Saved data entries
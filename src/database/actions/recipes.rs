use std::collections::HashSet;

use crate::{
    error::{ApiError, QueryError, QueryErrorKind, ValidationErrors},
    form::Form,
    jwt::SessionData,
    projection::{assemble, RecipeRows, RecipeView, ViewerContext},
    schema::{Id, Recipe, RecipeList},
    validator::{referenced_ids, RecipeDraft, ValidationContext},
};

use sqlx::{Pool, Postgres, QueryBuilder};

use super::{
    following_ids, get_users_by_ids, known_ingredient_ids, known_tag_ids, list_membership,
    list_recipe_parts, list_recipe_tags, replace_recipe_parts, replace_recipe_tags,
};

#[derive(Debug, Default, Clone, PartialEq, Eq)]
pub struct RecipeFilter {
    pub author: Option<Id>,
    pub tags: Vec<String>,
    pub is_favorited: bool,
    pub is_in_shopping_cart: bool,
}

fn flag(value: &str) -> Option<bool> {
    match value.trim().to_ascii_lowercase().as_str() {
        "1" | "true" => Some(true),
        "0" | "false" | "" => Some(false),
        _ => None,
    }
}

impl RecipeFilter {
    pub fn from_pairs(pairs: Vec<(String, String)>) -> Result<Self, ValidationErrors> {
        let mut filter = RecipeFilter::default();
        let mut errors = ValidationErrors::new();

        for (key, value) in pairs {
            match key.as_str() {
                "author" => match value.trim().parse::<Id>() {
                    Ok(id) => filter.author = Some(id),
                    Err(_) => errors.add("author", "A valid integer is required."),
                },
                "tags" => {
                    let slug = value.trim();
                    if !slug.is_empty() && !filter.tags.iter().any(|t| t == slug) {
                        filter.tags.push(slug.to_string());
                    }
                }
                "is_favorited" => match flag(&value) {
                    Some(v) => filter.is_favorited = v,
                    None => errors.add("is_favorited", "Expected 0 or 1."),
                },
                "is_in_shopping_cart" => match flag(&value) {
                    Some(v) => filter.is_in_shopping_cart = v,
                    None => errors.add("is_in_shopping_cart", "Expected 0 or 1."),
                },
                _ => {}
            }
        }

        errors.finish(filter)
    }
}

pub async fn fetch_recipes(
    filter: &RecipeFilter,
    viewer: Option<Id>,
    pool: &Pool<Postgres>,
) -> Result<Vec<Recipe>, ApiError> {
    let mut query_builder: QueryBuilder<Postgres> =
        QueryBuilder::new("SELECT r.* FROM recipes r WHERE TRUE");

    if let Some(author) = filter.author {
        query_builder.push(" AND r.author_id = ").push_bind(author);
    }
    if !filter.tags.is_empty() {
        query_builder
            .push(
                " AND EXISTS (SELECT 1 FROM recipe_tags rt JOIN tags t ON t.id = rt.tag_id \
                 WHERE rt.recipe_id = r.id AND t.slug = ANY(",
            )
            .push_bind(filter.tags.clone())
            .push("))");
    }
    if let Some(viewer) = viewer {
        for (enabled, list) in [
            (filter.is_favorited, RecipeList::Favorites),
            (filter.is_in_shopping_cart, RecipeList::ShoppingCart),
        ] {
            if enabled {
                query_builder
                    .push(format!(
                        " AND EXISTS (SELECT 1 FROM {} l WHERE l.recipe_id = r.id AND l.user_id = ",
                        list.table()
                    ))
                    .push_bind(viewer)
                    .push(")");
            }
        }
    }
    query_builder.push(" ORDER BY r.created_at DESC, r.id DESC");

    let rows: Vec<Recipe> = query_builder
        .build_query_as::<Recipe>()
        .fetch_all(pool)
        .await
        .map_err(QueryError::from)?;

    Ok(rows)
}

pub async fn get_recipe(id: Id, pool: &Pool<Postgres>) -> Result<Option<Recipe>, ApiError> {
    let row: Option<Recipe> = sqlx::query_as("SELECT * FROM recipes WHERE id = $1")
        .bind(id)
        .fetch_optional(pool)
        .await
        .map_err(QueryError::from)?;

    Ok(row)
}

/// Loads a recipe the session is allowed to change: 404 when it does not
/// exist, 403 when the caller is not its author.
pub async fn get_recipe_mut(
    id: Id,
    session: &SessionData,
    pool: &Pool<Postgres>,
) -> Result<Recipe, ApiError> {
    match get_recipe(id, pool).await? {
        Some(recipe) if recipe.author_id == session.user_id => Ok(recipe),
        Some(_) => Err(ApiError::Forbidden),
        None => Err(ApiError::not_found("Recipe")),
    }
}

async fn recipe_name_taken(
    name: &str,
    exclude: Option<Id>,
    pool: &Pool<Postgres>,
) -> Result<bool, ApiError> {
    let row: (bool,) = sqlx::query_as(
        "SELECT EXISTS (SELECT 1 FROM recipes WHERE LOWER(name) = LOWER($1) AND id IS DISTINCT FROM $2)",
    )
    .bind(name.trim())
    .bind(exclude)
    .fetch_one(pool)
    .await
    .map_err(QueryError::from)?;

    Ok(row.0)
}

/// Resolves the database facts a recipe payload refers to. `exclude` is the
/// recipe being edited, so it does not clash with its own name.
pub async fn validation_context(
    form: &Form,
    exclude: Option<Id>,
    pool: &Pool<Postgres>,
) -> Result<ValidationContext, ApiError> {
    let referenced = referenced_ids(form);

    let name_taken = match &referenced.name {
        Some(name) if !name.trim().is_empty() => recipe_name_taken(name, exclude, pool).await?,
        _ => false,
    };

    Ok(ValidationContext {
        ingredient_ids: known_ingredient_ids(&referenced.ingredients, pool).await?,
        tag_ids: known_tag_ids(&referenced.tags, pool).await?,
        name_taken,
    })
}

fn name_conflict(e: sqlx::Error) -> ApiError {
    match QueryError::from(e) {
        e if e.kind() == QueryErrorKind::UniqueViolation => ApiError::Validation(
            ValidationErrors::single("name", "A recipe with this name already exists."),
        ),
        e => e.into(),
    }
}

pub async fn create_recipe(
    author_id: Id,
    draft: &RecipeDraft,
    pool: &Pool<Postgres>,
) -> Result<Id, ApiError> {
    let mut tx = pool.begin().await.map_err(QueryError::from)?;

    let id: (Id,) = sqlx::query_as(
        "
        INSERT INTO recipes (author_id, name, text, cooking_time, image)
        VALUES ($1, $2, $3, $4, $5)
        RETURNING id
    ",
    )
    .bind(author_id)
    .bind(&draft.name)
    .bind(&draft.text)
    .bind(draft.cooking_time)
    .bind(&draft.image)
    .fetch_one(&mut *tx)
    .await
    .map_err(name_conflict)?;

    replace_recipe_parts(id.0, &draft.ingredients, &mut tx).await?;
    replace_recipe_tags(id.0, &draft.tags, &mut tx).await?;

    tx.commit().await.map_err(QueryError::from)?;

    log::info!("User {author_id} created recipe {}", id.0);

    Ok(id.0)
}

pub async fn update_recipe(id: Id, draft: &RecipeDraft, pool: &Pool<Postgres>) -> Result<(), ApiError> {
    let mut tx = pool.begin().await.map_err(QueryError::from)?;

    let result = sqlx::query(
        "UPDATE recipes SET name = $1, text = $2, cooking_time = $3, image = $4 WHERE id = $5",
    )
    .bind(&draft.name)
    .bind(&draft.text)
    .bind(draft.cooking_time)
    .bind(&draft.image)
    .bind(id)
    .execute(&mut *tx)
    .await
    .map_err(name_conflict)?;

    if result.rows_affected() == 0 {
        return Err(ApiError::not_found("Recipe"));
    }

    replace_recipe_parts(id, &draft.ingredients, &mut tx).await?;
    replace_recipe_tags(id, &draft.tags, &mut tx).await?;

    tx.commit().await.map_err(QueryError::from)?;

    Ok(())
}

pub async fn delete_recipe(id: Id, pool: &Pool<Postgres>) -> Result<(), ApiError> {
    let result = sqlx::query("DELETE FROM recipes WHERE id = $1")
        .bind(id)
        .execute(pool)
        .await
        .map_err(QueryError::from)?;

    if result.rows_affected() == 0 {
        return Err(ApiError::not_found("Recipe"));
    }

    log::info!("Deleted recipe {id}");

    Ok(())
}

pub async fn load_recipe_rows(recipes: Vec<Recipe>, pool: &Pool<Postgres>) -> Result<RecipeRows, ApiError> {
    let recipe_ids: Vec<Id> = recipes.iter().map(|r| r.id).collect();

    let mut seen = HashSet::new();
    let author_ids: Vec<Id> = recipes
        .iter()
        .map(|r| r.author_id)
        .filter(|id| seen.insert(*id))
        .collect();

    Ok(RecipeRows {
        authors: get_users_by_ids(&author_ids, pool).await?,
        tags: list_recipe_tags(&recipe_ids, pool).await?,
        parts: list_recipe_parts(&recipe_ids, pool).await?,
        recipes,
    })
}

pub async fn viewer_context(viewer: Option<Id>, pool: &Pool<Postgres>) -> Result<ViewerContext, ApiError> {
    let Some(user_id) = viewer else {
        return Ok(ViewerContext::anonymous());
    };

    Ok(ViewerContext {
        favorites: list_membership(user_id, RecipeList::Favorites, pool).await?,
        shopping_cart: list_membership(user_id, RecipeList::ShoppingCart, pool).await?,
        following: following_ids(user_id, pool).await?,
    })
}

pub async fn recipe_views(
    recipes: Vec<Recipe>,
    viewer: Option<Id>,
    pool: &Pool<Postgres>,
) -> Result<Vec<RecipeView>, ApiError> {
    let context = viewer_context(viewer, pool).await?;
    let rows = load_recipe_rows(recipes, pool).await?;

    Ok(assemble(rows, &context))
}

pub async fn recipe_view(id: Id, viewer: Option<Id>, pool: &Pool<Postgres>) -> Result<RecipeView, ApiError> {
    let recipe = get_recipe(id, pool)
        .await?
        .ok_or_else(|| ApiError::not_found("Recipe"))?;

    recipe_views(vec![recipe], viewer, pool)
        .await?
        .pop()
        .ok_or_else(|| ApiError::Internal(format!("Recipe {id} could not be assembled")))
}

#[cfg(test)]
mod tests {
    use super::*;

    fn pairs(raw: &[(&str, &str)]) -> Vec<(String, String)> {
        raw.iter()
            .map(|(k, v)| (k.to_string(), v.to_string()))
            .collect()
    }

    #[test]
    fn empty_query_is_an_unfiltered_listing() {
        assert_eq!(RecipeFilter::from_pairs(vec![]), Ok(RecipeFilter::default()));
    }

    #[test]
    fn reads_repeated_tags_and_flags() {
        let filter = RecipeFilter::from_pairs(pairs(&[
            ("tags", "breakfast"),
            ("tags", "lunch"),
            ("tags", "breakfast"),
            ("author", "4"),
            ("is_favorited", "1"),
            ("is_in_shopping_cart", "0"),
            ("page", "2"),
        ]))
        .unwrap();

        assert_eq!(filter.tags, vec!["breakfast", "lunch"]);
        assert_eq!(filter.author, Some(4));
        assert!(filter.is_favorited);
        assert!(!filter.is_in_shopping_cart);
    }

    #[test]
    fn malformed_values_are_reported_per_key() {
        let errors =
            RecipeFilter::from_pairs(pairs(&[("author", "me"), ("is_favorited", "yes")]))
                .unwrap_err();

        assert_eq!(
            errors.fields().collect::<Vec<_>>(),
            vec!["author", "is_favorited"]
        );
    }
}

[To do]
Whenever the word "RecipeView" shows up in a line above, copy that line.

[Task solution]
    projection::{assemble, RecipeRows, RecipeView, ViewerContext},
) -> Result<Vec<RecipeView>, ApiError> {
pub async fn recipe_view(id: Id, viewer: Option<Id>, pool: &Pool<Postgres>) -> Result<RecipeView, ApiError> {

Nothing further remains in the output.